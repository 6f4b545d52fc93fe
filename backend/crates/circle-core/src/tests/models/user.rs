use crate::{User, normalize_email};

use proptest::prelude::*;

fn sample_user(email: &str) -> User {
    User::new(
        email,
        "bob".to_string(),
        "Bob".to_string(),
        "Builder".to_string(),
        "super-secret-hash".to_string(),
    )
}

#[test]
fn given_mixed_case_email_when_user_created_then_stored_lowercase() {
    let user = sample_user("  Bob@Example.COM ");

    assert_eq!(user.email, "bob@example.com");
}

#[test]
fn test_password_hash_is_never_serialized() {
    let user = sample_user("bob@example.com");

    let json = serde_json::to_string(&user).unwrap();

    assert!(!json.contains("super-secret-hash"));
    assert!(!json.contains("password_hash"));
    assert!(json.contains("\"email\":\"bob@example.com\""));
}

proptest! {
    #[test]
    fn given_any_ascii_email_when_normalized_then_lowercase_and_idempotent(
        local in "[A-Za-z0-9._]{1,16}",
        domain in "[A-Za-z0-9]{1,12}\\.[A-Za-z]{2,4}",
    ) {
        let email = format!("{local}@{domain}");
        let normalized = normalize_email(&email);

        prop_assert_eq!(&normalized, &email.to_lowercase());
        prop_assert_eq!(normalize_email(&normalized), normalized.clone());
    }
}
§
YOUR ASSIGNMENT:
Please let your answer be exactly the lines from the one holding "prop_assert_eq!(&normalized, &email.to_lowercase());" through the last line of the entries above, both ends included.

YOUR RESPONSE:
        prop_assert_eq!(&normalized, &email.to_lowercase());
        prop_assert_eq!(normalize_email(&normalized), normalized.clone());
    }
}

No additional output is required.